Juan Ramón Rallo
Se queja la izquierda de que establecer un límite constitucional al déficit y a la deuda supone un corsé para la economía. Para la economía. Perdonen, pero querrán decir que supone un corsé para el endeudamiento del Estado, para esa insana costumbre de gastar, so ruinoso pretexto keynesiano, más de lo que se ingresa en tiempos de crisis. Pero que no se apuren nuestros estatólatras, pues incluso en una sociedad donde los políticos acostumbraran a cumplir las leyes (sus leyes), el tamaño del sector público podría seguir expandiéndose subiendo los impuestos, y esta vez bajo imperativo constitucional. Si todavía quedara alguien mínimamente liberal en las Cortes, tal vez llegara a la conclusión de que como mínimo habría que exigir un límite no sólo para el endeudamiento, sino también para el gasto público.
Claro que en España la claca indignada no tiene de qué preocuparse. No ya por la falta de liberales en la Carrera de San Jerónimo, sino porque en nuestro país, como Estado de Derecho fallido que es, nuestros mandatarios cumplirán con la norma cuando lo reputen conveniente y la pisotearán cuando mejor les parezca. Al cabo, el cesante que ha tenido a bien proponer la enmienda constitucional al déficit fue el mismo que la rechazó un año antes y el mismo que barrió con una ley, la de equilibrio presupuestario, que contenía idéntica provisión.
No iremos a estas alturas a sorprendernos de que aquí ni el Congreso, ni el Senado, ni el Supremo, ni el Constitucional, ni la Fiscalía, ni el Tribunal de Cuentas, ni la Intervención General del Estado fiscalizan, mucho menos sancionan, a un Gobierno que disponga del suficiente alpiste como para comprar voluntades y pagar favores en aras de la aritmética parlamentaria. En España nadie vigila a quienes vigilan, en esencia, porque todos son los mismos o dependen de los mismos.
Acaso la limitación constitucional quedará como uno de esos rimbombantes y nada vinculantes principios de orientación política y económica que, como mucho, supondrá el reconocimiento implícito de que las recetas keynesianas han fracasado en nuestro país (en realidad, en el nuestro y en todos). Fuimos una de las sociedades cuyo sector público más se endeudó en 2009 y 2010 y somos también una de las que más cerca se encuentra de la suspensión de pagos.

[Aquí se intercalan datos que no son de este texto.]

//! Timeline CLI commands

use clap::Subcommand;

use crate::config::settings::Settings;
use crate::display::{format_task_details, format_task_groups, format_template_list};
use crate::error::{WedplanError, WedplanResult};
use crate::models::{Category, Priority};
use crate::planning::{catalogue, TaskFilter};
use crate::services::{CreateTaskInput, TaskUpdate, TimelineService};
use crate::storage::Storage;

use super::{now, parse_date, parse_date_or_clear};

/// Timeline subcommands
#[derive(Subcommand)]
pub enum TimelineCommands {
    /// Create tasks from the template catalogue
    Generate {
        /// Drop open generated tasks first and derive them again
        #[arg(long)]
        replace: bool,
    },
    /// List the task templates
    Templates,
    /// List tasks grouped by when they are due
    List {
        /// Filter: all, todo, completed, overdue
        #[arg(short, long, default_value = "all")]
        filter: TaskFilter,
        /// Only tasks whose title, description or category contains this text
        #[arg(short, long)]
        search: Option<String>,
        /// Include completed tasks
        #[arg(short, long)]
        all: bool,
    },
    /// Add a task
    Add {
        /// Task title
        title: String,
        /// Category
        #[arg(short, long, default_value = "other")]
        category: Category,
        /// Due date (YYYY-MM-DD)
        #[arg(short, long)]
        due: Option<String>,
        /// Priority: high, medium, low
        #[arg(short, long, default_value = "medium")]
        priority: Priority,
        /// Description
        #[arg(long)]
        description: Option<String>,
        /// Checklist entries (repeatable)
        #[arg(long = "item")]
        checklist: Vec<String>,
    },
    /// Show a task and its checklist
    Show {
        /// Task title or ID
        task: String,
    },
    /// Mark a task done, or open again
    Toggle {
        /// Task title or ID
        task: String,
    },
    /// Tick or untick a checklist entry
    Check {
        /// Task title or ID
        task: String,
        /// Checklist entry number, as shown by `timeline show`
        number: usize,
    },
    /// Edit a task
    Edit {
        /// Task title or ID
        task: String,
        /// New title
        #[arg(long)]
        title: Option<String>,
        /// New category
        #[arg(short, long)]
        category: Option<Category>,
        /// New due date (YYYY-MM-DD, or "none" to clear)
        #[arg(short, long)]
        due: Option<String>,
        /// New priority
        #[arg(short, long)]
        priority: Option<Priority>,
        /// New description
        #[arg(long)]
        description: Option<String>,
    },
    /// Delete a task
    Delete {
        /// Task title or ID
        task: String,
    },
}

/// Handle a timeline command
pub fn handle_timeline_command(
    storage: &Storage,
    settings: &Settings,
    cmd: TimelineCommands,
) -> WedplanResult<()> {
    let service = TimelineService::new(storage);
    let today = now().date();

    match cmd {
        TimelineCommands::Generate { replace } => {
            let created = service.generate(now(), replace)?;
            if created.is_empty() {
                println!("Timeline is up to date; no new tasks.");
            } else {
                println!("Generated {} tasks.", created.len());
                println!("Run 'wedplan timeline list' to see them.");
            }
        }

        TimelineCommands::Templates => {
            print!("{}", format_template_list(catalogue()));
        }

        TimelineCommands::List {
            filter,
            search,
            all,
        } => {
            let tasks = service.list(filter, search.as_deref().unwrap_or(""), today)?;
            let include_completed = all || filter == TaskFilter::Completed;
            print!(
                "{}",
                format_task_groups(settings, &tasks, today, include_completed)
            );
        }

        TimelineCommands::Add {
            title,
            category,
            due,
            priority,
            description,
            checklist,
        } => {
            let task = service.add(CreateTaskInput {
                title,
                description,
                category,
                due_date: due.as_deref().map(parse_date).transpose()?,
                priority,
                checklist,
            })?;
            println!("Added task: {}", task.title);
            println!("  ID: {}", task.id);
        }

        TimelineCommands::Show { task } => {
            let task = service
                .find(&task)?
                .ok_or_else(|| WedplanError::task_not_found(&task))?;
            print!("{}", format_task_details(settings, &task, today));
        }

        TimelineCommands::Toggle { task } => {
            let task = service.toggle(&task)?;
            println!(
                "{} {}",
                if task.completed { "Completed:" } else { "Reopened:" },
                task.title
            );
        }

        TimelineCommands::Check { task, number } => {
            let task = service.check(&task, number)?;
            let (done, total) = task.checklist_progress();
            println!("{}: {}/{} checklist items done", task.title, done, total);
            if task.completed {
                println!("All items done; task completed.");
            }
        }

        TimelineCommands::Edit {
            task,
            title,
            category,
            due,
            priority,
            description,
        } => {
            let update = TaskUpdate {
                title,
                description,
                category,
                due_date: due.as_deref().map(parse_date_or_clear).transpose()?,
                priority,
            };
            let task = service.edit(&task, update)?;
            println!("Updated task: {}", task.title);
        }

        TimelineCommands::Delete { task } => {
            let task = service.delete(&task)?;
            println!("Deleted task: {}", task.title);
        }
    }

    Ok(())
}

Que sí, que siempre podrán encontrarse razones para alabar o para explicar el escaso éxito del keynesianismo; por ejemplo, que gracias a él la tasa de paro no ha llegado al 75% de la población activa, o que sin duda habría tenido mejores resultados de haber podido mantener esos altísimos e insostenibles déficits públicos durante más tiempo. Ah, qué antipatriotas esos especuladores que se niegan a seguir prestándonos dinero cuando adivinan que no vamos a poder devolvérselo; ah, qué cortedad de miras la de un Banco Central Europeo que no monetiza con suficiente decisión nuestra deuda o la de una Angela Merkel que se niega a pagar nuestras muy expansivas –a la vista está– políticas económicas a través del eurobono.
Pero en fin, no vayamos a poner el grito en el cielo por el hecho de que unos políticos que nos han llevado al borde de la bancarrota y a quienes se les niega el acceso a los mercados de crédito saquen ahora pecho diciendo que se comprometen a no endeudarse. Ya saben, la zorra y las uvas de Samaniego: que no, que "los mercados" no están maduros; no es que no nos quieran prestar, es que no queremos pedirles prestado. Muy bien, ahora sólo falta que nos expliquen si es que van a dejar de gastar 80.000 millones al año, si van a sacarlos esquilmando todavía más a un recesivo sector privado o si, como parece, la disposición es papel mojado antes incluso de haberla aprobado. Veremos si los votantes alemanes, auténticos destinatarios del conejo parlamentario, se creen la súbita conversión a la ortodoxia de nuestra clase política y consienten que Merkel y Trichet nos sigan prestando respiración asistida. Con todo, cinco palabras deberían bastarles para caerse del guindo: Pacto de Estabilidad y Crecimiento. Cómo nos gusta aprobar nuevas normas para tapar el flagrante incumplimiento de otras.